Problem to work on
The answer must consist of each line below that holds the word "values", copied as it stands.

Recorded information

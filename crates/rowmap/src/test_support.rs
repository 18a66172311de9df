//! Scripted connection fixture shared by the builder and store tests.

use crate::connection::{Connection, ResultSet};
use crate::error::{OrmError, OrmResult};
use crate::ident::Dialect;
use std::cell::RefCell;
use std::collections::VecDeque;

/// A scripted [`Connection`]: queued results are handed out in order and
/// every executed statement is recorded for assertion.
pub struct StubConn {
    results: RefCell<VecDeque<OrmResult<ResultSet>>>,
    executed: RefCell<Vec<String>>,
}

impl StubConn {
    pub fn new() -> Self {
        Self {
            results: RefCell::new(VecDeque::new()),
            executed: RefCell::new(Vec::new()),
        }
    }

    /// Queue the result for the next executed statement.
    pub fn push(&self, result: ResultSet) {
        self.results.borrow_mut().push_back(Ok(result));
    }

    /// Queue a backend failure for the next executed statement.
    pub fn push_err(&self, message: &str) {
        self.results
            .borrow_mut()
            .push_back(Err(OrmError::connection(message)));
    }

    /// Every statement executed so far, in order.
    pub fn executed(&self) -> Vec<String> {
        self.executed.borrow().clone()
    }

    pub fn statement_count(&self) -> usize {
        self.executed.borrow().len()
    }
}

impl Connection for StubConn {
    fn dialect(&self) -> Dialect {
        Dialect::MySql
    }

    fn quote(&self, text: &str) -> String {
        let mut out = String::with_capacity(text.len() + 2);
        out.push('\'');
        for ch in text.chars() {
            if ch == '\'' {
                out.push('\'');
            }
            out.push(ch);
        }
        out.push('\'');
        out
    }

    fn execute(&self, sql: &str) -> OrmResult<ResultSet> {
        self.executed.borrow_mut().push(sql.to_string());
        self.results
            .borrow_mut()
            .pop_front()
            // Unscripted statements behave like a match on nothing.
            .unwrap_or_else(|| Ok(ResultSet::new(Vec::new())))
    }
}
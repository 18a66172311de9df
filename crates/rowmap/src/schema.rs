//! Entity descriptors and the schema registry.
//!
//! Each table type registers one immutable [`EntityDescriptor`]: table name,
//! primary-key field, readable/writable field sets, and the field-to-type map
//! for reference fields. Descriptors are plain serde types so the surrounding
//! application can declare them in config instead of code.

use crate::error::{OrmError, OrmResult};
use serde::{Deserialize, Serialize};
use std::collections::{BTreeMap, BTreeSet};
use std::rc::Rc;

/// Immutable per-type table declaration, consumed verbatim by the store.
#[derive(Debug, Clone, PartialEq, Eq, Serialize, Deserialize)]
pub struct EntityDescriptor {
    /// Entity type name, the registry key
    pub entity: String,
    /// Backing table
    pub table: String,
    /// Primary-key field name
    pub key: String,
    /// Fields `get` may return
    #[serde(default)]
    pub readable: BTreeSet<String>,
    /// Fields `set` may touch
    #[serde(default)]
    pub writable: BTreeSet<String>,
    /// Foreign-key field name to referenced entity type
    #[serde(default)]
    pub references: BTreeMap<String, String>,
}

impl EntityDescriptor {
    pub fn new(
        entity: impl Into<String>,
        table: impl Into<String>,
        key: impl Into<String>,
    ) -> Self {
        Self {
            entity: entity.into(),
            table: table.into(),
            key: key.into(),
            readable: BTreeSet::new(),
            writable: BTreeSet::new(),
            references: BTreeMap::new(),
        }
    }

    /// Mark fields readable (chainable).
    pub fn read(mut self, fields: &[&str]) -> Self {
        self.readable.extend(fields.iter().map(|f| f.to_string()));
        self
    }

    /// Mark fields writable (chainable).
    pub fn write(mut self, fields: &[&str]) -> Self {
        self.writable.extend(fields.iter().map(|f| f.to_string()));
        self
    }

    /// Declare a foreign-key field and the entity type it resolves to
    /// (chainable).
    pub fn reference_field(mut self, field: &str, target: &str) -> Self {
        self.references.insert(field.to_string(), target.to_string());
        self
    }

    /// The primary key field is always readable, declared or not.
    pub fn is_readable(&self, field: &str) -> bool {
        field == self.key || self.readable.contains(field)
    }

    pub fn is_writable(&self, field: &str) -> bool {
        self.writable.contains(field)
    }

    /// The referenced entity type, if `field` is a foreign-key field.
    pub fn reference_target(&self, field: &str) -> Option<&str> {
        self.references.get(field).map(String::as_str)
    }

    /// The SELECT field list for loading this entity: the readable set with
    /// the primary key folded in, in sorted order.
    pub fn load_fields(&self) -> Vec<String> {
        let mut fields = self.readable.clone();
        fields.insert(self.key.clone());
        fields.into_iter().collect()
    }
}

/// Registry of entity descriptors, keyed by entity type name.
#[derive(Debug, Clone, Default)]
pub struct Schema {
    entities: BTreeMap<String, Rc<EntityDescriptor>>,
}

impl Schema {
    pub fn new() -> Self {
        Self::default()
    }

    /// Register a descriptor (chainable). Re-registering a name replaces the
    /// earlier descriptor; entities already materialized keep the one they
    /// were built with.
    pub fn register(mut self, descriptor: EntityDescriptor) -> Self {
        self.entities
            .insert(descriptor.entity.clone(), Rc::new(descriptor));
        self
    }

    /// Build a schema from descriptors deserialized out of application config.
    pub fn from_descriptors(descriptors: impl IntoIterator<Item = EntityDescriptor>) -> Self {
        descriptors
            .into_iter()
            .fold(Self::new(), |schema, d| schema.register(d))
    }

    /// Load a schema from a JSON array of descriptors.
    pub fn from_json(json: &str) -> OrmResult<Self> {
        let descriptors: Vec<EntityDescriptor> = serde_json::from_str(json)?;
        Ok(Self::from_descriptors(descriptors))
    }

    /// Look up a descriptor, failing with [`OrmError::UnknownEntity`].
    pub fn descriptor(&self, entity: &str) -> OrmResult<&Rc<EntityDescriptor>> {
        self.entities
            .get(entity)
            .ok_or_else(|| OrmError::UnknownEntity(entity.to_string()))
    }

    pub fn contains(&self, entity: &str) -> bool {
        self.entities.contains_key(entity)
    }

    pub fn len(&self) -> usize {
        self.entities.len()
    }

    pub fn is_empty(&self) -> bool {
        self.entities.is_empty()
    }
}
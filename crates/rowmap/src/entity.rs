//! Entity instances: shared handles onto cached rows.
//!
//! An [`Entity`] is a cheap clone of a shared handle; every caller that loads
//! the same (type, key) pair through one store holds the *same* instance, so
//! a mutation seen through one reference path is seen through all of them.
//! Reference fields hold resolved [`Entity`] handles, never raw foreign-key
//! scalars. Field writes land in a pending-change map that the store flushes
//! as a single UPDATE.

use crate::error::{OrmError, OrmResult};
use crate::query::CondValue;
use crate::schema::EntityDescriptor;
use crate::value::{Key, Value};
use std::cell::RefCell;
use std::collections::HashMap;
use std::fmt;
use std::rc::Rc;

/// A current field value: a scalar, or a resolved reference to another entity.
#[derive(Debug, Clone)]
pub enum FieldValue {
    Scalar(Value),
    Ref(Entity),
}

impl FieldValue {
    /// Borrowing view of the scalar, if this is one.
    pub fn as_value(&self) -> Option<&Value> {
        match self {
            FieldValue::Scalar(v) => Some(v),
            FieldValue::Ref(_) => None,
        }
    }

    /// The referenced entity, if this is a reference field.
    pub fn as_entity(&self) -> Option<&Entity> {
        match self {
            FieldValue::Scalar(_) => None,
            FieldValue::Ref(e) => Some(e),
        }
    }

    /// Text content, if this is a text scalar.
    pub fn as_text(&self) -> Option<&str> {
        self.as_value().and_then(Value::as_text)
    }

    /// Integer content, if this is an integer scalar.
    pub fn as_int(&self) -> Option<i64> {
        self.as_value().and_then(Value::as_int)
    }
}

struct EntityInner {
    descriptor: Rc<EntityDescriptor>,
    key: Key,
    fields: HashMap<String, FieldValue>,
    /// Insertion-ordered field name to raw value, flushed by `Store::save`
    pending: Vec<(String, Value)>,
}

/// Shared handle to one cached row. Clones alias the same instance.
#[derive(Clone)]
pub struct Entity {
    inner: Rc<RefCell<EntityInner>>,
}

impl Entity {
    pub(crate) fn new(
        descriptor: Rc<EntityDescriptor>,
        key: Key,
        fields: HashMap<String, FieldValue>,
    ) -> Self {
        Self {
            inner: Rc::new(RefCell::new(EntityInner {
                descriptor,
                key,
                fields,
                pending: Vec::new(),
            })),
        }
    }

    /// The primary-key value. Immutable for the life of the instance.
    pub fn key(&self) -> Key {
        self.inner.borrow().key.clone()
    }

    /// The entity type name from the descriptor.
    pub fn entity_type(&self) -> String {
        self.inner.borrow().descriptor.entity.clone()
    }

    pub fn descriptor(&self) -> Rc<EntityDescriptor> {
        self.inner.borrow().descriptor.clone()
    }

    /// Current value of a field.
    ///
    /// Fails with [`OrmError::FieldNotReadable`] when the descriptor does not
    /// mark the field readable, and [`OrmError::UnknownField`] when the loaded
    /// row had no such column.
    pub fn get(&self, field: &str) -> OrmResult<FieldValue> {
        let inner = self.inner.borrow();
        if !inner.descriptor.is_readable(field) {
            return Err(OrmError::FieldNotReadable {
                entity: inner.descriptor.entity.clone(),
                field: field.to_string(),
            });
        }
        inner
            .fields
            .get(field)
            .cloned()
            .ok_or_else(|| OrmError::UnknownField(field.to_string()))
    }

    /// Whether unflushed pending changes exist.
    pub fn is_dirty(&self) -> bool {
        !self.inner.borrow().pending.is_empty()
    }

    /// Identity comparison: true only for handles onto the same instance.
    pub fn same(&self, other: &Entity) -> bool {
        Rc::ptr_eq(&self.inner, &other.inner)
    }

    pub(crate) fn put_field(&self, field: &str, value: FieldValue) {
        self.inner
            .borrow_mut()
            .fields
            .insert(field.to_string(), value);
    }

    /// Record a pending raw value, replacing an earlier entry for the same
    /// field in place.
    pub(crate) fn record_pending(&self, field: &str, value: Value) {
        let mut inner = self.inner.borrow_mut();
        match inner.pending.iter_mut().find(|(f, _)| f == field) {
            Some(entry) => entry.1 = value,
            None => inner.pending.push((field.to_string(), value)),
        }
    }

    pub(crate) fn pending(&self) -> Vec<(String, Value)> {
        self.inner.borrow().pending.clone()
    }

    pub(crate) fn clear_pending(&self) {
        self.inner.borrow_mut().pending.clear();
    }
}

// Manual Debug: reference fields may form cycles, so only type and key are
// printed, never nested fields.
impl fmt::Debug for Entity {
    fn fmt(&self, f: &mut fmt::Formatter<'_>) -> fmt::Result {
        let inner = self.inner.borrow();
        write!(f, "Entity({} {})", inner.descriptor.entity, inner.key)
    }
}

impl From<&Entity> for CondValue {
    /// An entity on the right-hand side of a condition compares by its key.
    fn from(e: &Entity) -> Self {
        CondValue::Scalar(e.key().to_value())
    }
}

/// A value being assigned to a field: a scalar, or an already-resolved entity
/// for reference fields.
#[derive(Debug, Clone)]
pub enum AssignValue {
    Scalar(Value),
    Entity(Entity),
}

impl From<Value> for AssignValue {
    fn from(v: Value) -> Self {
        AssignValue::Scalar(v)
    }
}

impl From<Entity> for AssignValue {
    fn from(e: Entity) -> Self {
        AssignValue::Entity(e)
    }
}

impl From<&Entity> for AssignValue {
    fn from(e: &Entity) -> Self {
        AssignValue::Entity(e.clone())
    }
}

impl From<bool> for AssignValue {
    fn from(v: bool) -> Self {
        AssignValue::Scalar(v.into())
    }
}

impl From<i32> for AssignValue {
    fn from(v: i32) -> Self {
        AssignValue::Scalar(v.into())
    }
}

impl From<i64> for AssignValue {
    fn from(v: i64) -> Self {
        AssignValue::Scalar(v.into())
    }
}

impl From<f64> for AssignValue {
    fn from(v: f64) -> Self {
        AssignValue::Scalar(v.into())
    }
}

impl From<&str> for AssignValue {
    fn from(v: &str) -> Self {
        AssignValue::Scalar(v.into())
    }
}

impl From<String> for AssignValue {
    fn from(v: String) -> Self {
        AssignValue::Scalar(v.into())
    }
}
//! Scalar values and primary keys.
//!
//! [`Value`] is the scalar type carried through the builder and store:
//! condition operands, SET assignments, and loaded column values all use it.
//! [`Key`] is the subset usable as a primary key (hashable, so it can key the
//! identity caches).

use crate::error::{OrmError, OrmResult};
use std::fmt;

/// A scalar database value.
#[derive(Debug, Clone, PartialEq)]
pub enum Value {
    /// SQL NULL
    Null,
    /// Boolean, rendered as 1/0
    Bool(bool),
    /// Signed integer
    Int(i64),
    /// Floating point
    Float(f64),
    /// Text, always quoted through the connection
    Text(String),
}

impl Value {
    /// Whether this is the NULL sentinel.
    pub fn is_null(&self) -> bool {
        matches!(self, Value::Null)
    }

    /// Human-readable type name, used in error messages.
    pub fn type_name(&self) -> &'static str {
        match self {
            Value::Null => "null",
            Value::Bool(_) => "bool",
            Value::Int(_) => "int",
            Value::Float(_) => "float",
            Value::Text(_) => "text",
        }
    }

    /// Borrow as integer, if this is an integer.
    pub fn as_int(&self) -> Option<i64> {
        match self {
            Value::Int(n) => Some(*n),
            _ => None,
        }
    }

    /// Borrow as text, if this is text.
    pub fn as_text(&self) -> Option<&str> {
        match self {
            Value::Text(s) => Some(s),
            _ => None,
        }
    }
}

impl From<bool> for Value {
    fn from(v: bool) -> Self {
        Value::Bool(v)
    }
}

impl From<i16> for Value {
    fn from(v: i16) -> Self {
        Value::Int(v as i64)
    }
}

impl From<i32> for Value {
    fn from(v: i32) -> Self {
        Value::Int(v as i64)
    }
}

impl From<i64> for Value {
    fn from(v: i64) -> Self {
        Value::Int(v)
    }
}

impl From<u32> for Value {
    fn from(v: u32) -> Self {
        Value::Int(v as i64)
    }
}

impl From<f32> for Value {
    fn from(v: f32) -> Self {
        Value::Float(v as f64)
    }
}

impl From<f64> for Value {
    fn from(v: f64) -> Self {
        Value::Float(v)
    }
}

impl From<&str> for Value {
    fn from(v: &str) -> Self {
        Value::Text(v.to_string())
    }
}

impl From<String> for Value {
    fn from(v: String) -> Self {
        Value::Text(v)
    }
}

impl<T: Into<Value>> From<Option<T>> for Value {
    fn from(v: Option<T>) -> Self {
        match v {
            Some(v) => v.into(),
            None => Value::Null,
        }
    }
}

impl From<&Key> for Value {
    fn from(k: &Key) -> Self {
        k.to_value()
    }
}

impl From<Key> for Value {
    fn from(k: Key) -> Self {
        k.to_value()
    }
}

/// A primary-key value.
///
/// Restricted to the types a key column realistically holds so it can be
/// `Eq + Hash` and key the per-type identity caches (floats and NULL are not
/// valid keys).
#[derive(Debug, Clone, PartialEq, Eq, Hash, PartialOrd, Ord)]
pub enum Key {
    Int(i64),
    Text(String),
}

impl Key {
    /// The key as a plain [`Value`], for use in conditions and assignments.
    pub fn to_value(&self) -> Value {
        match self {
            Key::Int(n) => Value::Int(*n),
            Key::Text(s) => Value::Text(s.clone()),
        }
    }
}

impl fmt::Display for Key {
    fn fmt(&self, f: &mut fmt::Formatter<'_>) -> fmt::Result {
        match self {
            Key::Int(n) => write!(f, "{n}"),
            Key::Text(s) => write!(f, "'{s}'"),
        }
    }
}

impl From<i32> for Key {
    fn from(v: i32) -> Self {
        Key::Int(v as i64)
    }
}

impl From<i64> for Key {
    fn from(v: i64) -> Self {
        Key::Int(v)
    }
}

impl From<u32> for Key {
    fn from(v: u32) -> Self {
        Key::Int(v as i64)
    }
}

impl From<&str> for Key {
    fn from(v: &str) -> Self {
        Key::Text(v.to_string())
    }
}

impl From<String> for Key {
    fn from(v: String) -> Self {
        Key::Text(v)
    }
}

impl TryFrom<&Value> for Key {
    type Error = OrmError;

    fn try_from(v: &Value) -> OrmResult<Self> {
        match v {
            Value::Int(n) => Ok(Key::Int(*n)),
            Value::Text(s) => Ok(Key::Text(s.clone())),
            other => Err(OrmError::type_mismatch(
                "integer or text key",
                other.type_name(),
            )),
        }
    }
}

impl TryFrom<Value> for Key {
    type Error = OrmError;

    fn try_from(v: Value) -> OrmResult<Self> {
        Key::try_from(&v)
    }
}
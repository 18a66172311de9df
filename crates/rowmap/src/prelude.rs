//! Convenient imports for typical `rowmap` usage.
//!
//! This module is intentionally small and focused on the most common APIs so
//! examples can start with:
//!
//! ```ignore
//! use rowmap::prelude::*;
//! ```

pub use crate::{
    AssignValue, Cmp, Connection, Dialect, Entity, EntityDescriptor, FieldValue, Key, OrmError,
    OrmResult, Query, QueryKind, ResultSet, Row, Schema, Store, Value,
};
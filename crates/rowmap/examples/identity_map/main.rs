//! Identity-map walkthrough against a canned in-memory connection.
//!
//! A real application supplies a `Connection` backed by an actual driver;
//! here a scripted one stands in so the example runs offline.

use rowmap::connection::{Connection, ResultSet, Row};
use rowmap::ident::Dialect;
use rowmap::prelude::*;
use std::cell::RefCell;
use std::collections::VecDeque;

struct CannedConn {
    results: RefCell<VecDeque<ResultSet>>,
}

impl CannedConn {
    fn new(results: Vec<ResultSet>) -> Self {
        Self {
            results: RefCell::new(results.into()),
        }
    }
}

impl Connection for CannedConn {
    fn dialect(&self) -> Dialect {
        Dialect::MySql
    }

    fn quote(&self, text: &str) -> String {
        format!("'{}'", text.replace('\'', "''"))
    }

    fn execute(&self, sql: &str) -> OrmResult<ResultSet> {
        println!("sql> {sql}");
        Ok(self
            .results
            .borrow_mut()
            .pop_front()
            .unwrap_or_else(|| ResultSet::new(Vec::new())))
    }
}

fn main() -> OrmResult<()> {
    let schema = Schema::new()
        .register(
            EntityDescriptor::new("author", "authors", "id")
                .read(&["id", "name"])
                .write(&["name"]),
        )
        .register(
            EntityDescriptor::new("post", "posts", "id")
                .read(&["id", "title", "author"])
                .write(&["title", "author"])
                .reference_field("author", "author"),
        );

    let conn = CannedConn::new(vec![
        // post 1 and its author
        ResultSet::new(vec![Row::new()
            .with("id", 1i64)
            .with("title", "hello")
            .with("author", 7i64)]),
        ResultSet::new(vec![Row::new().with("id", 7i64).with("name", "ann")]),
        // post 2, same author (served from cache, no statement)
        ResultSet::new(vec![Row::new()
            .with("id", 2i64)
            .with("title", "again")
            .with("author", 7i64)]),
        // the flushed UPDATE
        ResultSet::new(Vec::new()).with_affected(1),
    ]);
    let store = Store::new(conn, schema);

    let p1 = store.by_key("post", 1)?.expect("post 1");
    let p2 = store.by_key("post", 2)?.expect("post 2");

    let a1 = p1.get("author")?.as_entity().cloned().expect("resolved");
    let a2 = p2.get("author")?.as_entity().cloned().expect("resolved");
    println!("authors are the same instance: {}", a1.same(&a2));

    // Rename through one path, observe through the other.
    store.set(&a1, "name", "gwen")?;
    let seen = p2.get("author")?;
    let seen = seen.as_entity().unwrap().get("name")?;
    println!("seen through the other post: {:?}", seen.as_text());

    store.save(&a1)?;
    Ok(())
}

Written solution
//! Scalar values and primary keys.
//! condition operands, SET assignments, and loaded column values all use it.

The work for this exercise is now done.